[Saved data entries]
▼▼▼
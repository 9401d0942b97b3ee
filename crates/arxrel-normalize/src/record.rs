//! Input records: the arXiv metadata snapshot, one JSON object per line.
//!
//! [`RawRecord`] mirrors the JSON with every field optional; [`Record`] is
//! the validated form the rest of the pipeline works on.

use serde::Deserialize;

use crate::error::RecordError;

/// One entry of the revision history (`versions`).
#[derive(Debug, Clone, PartialEq, Eq, Deserialize)]
pub struct Version {
    #[serde(default)]
    pub version: String,
    /// RFC 2822-like timestamp, e.g. "Mon, 2 Apr 2007 19:18:42 GMT"
    pub created: String,
    #[serde(default)]
    pub size: Option<String>,
}

/// One `authors_parsed` entry: `[surname, given names, suffix]`.
///
/// Missing trailing elements default to empty strings; an empty array is
/// rejected.
#[derive(Debug, Clone, PartialEq, Eq, Deserialize)]
#[serde(try_from = "Vec<String>")]
pub struct AuthorName {
    pub surname: String,
    pub given: String,
    pub suffix: String,
}

impl TryFrom<Vec<String>> for AuthorName {
    type Error = String;

    fn try_from(parts: Vec<String>) -> Result<Self, Self::Error> {
        let mut parts = parts.into_iter();
        let surname = parts
            .next()
            .ok_or_else(|| "author entry has no surname".to_string())?;
        Ok(Self {
            surname,
            given: parts.next().unwrap_or_default(),
            suffix: parts.next().unwrap_or_default(),
        })
    }
}

impl AuthorName {
    pub fn new(surname: &str, given: &str) -> Self {
        Self {
            surname: surname.to_string(),
            given: given.to_string(),
            suffix: String::new(),
        }
    }
}

/// arXiv snapshot JSON structure
#[derive(Debug, Clone, Default, Deserialize)]
pub struct RawRecord {
    #[serde(default)]
    pub id: Option<String>,
    #[serde(default)]
    pub submitter: Option<String>,
    /// Free-text author line; `authors_parsed` is what gets normalized.
    #[serde(default)]
    pub authors: Option<String>,
    #[serde(default)]
    pub title: Option<String>,
    #[serde(default)]
    pub comments: Option<String>,
    #[serde(rename = "journal-ref", default)]
    pub journal_ref: Option<String>,
    #[serde(default)]
    pub doi: Option<String>,
    #[serde(rename = "report-no", default)]
    pub report_no: Option<String>,
    #[serde(default)]
    pub categories: Option<String>,
    #[serde(default)]
    pub license: Option<String>,
    #[serde(rename = "abstract", default)]
    pub abstract_text: Option<String>,
    #[serde(default)]
    pub versions: Vec<Version>,
    #[serde(default)]
    pub update_date: Option<String>,
    #[serde(default)]
    pub authors_parsed: Vec<AuthorName>,
}

/// Validated record: required fields present, identifier non-empty.
#[derive(Debug, Clone, PartialEq, Eq)]
pub struct Record {
    pub id: String,
    pub title: String,
    pub abstract_text: String,
    pub comments: Option<String>,
    pub journal_ref: Option<String>,
    pub doi: Option<String>,
    pub categories: String,
    pub versions: Vec<Version>,
    pub authors: Vec<AuthorName>,
}

/// Present and not blank.
fn non_blank(value: Option<String>) -> Option<String> {
    value.filter(|s| !s.trim().is_empty())
}

impl RawRecord {
    /// Check required fields and convert into a [`Record`].
    ///
    /// The revision history may be empty here; the date normalizer reports that.
    pub fn validate(self) -> Result<Record, RecordError> {
        let id = non_blank(self.id).ok_or(RecordError::MissingField("id"))?;
        let title = self.title.ok_or(RecordError::MissingField("title"))?;
        let abstract_text = self
            .abstract_text
            .ok_or(RecordError::MissingField("abstract"))?;
        let categories =
            non_blank(self.categories).ok_or(RecordError::MissingField("categories"))?;

        Ok(Record {
            id: id.trim().to_string(),
            title,
            abstract_text,
            comments: self.comments,
            journal_ref: self.journal_ref,
            doi: self.doi,
            categories,
            versions: self.versions,
            authors: self.authors_parsed,
        })
    }
}

impl Record {
    /// True iff the source journal reference is present and non-blank.
    pub fn has_journal_ref(&self) -> bool {
        self.journal_ref
            .as_deref()
            .is_some_and(|s| !s.trim().is_empty())
    }
}

/// Parse and validate a single JSON line.
pub fn parse_line(line: &str) -> Result<Record, RecordError> {
    let raw: RawRecord = serde_json::from_str(line)?;
    raw.validate()
}
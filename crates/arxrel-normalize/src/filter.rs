//! Subject-area selection over the space-separated `categories` field.
//!
//! Tokens look like `area.subarea` (`math.CO`). Reloads of an already
//! filtered subset may carry bare subareas (`CO`); those count as the target
//! area only when `bare_tokens` is enabled. Dotless archive names such as
//! `math-ph` or `hep-th` are never bare subareas.

use crate::record::Record;

/// One token of a categories string
#[derive(Debug, Clone, Copy, PartialEq, Eq)]
pub struct CategoryToken<'a> {
    pub area: Option<&'a str>,
    pub subarea: &'a str,
}

impl<'a> CategoryToken<'a> {
    /// Whether a dotless token has the shape of a subarea code (`CO`, `ME`).
    pub fn is_bare_subarea(&self) -> bool {
        self.area.is_none()
            && !self.subarea.is_empty()
            && self.subarea.bytes().all(|b| b.is_ascii_uppercase())
    }

    pub fn parse(token: &'a str) -> Self {
        match token.split_once('.') {
            Some((area, subarea)) => Self {
                area: Some(area),
                subarea,
            },
            None => Self {
                area: None,
                subarea: token,
            },
        }
    }
}

/// Iterate the tokens of a categories string.
pub fn tokens(categories: &str) -> impl Iterator<Item = CategoryToken<'_>> {
    categories.split_whitespace().map(CategoryToken::parse)
}

/// Keeps records with at least one token in the target area.
#[derive(Debug, Clone)]
pub struct AreaFilter {
    area: String,
    bare_tokens: bool,
    /// Substring every matching raw line must contain (`"math."`).
    needle: String,
}

impl AreaFilter {
    pub fn new(area: &str, bare_tokens: bool) -> Self {
        Self {
            area: area.to_string(),
            bare_tokens,
            needle: format!("{area}."),
        }
    }

    pub fn area(&self) -> &str {
        &self.area
    }

    pub fn bare_tokens(&self) -> bool {
        self.bare_tokens
    }

    /// Fast substring check on a raw JSON line.
    /// Returns true if the line *might* match (false positives allowed).
    pub fn pre_filter(&self, line: &str) -> bool {
        self.bare_tokens || line.contains(self.needle.as_str())
    }

    /// Whether a single token belongs to the target area.
    pub fn token_in_area(&self, token: &CategoryToken<'_>) -> bool {
        match token.area {
            Some(area) => area == self.area,
            None => self.bare_tokens && token.is_bare_subarea(),
        }
    }

    /// Full match on a categories string.
    pub fn matches(&self, categories: &str) -> bool {
        tokens(categories).any(|t| self.token_in_area(&t))
    }

    /// The subsequence of `records` in the target area, input order kept.
    pub fn select<'r>(&'r self, records: &'r [Record]) -> impl Iterator<Item = &'r Record> + 'r {
        records.iter().filter(|r| self.matches(&r.categories))
    }
}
▲▲▲
WORK ORDER: Quote exactly the first line of the entries and every line after it, stopping with the line that contains "pub struct Version".

ANSWER AREA:
repository 9401d0942b97b3ee
filename crates/arxrel-normalize/src/record.rs
//! Input records: the arXiv metadata snapshot, one JSON object per line.
//!
//! [`RawRecord`] mirrors the JSON with every field optional; [`Record`] is
//! the validated form the rest of the pipeline works on.

use serde::Deserialize;

use crate::error::RecordError;

/// One entry of the revision history (`versions`).
#[derive(Debug, Clone, PartialEq, Eq, Deserialize)]
pub struct Version {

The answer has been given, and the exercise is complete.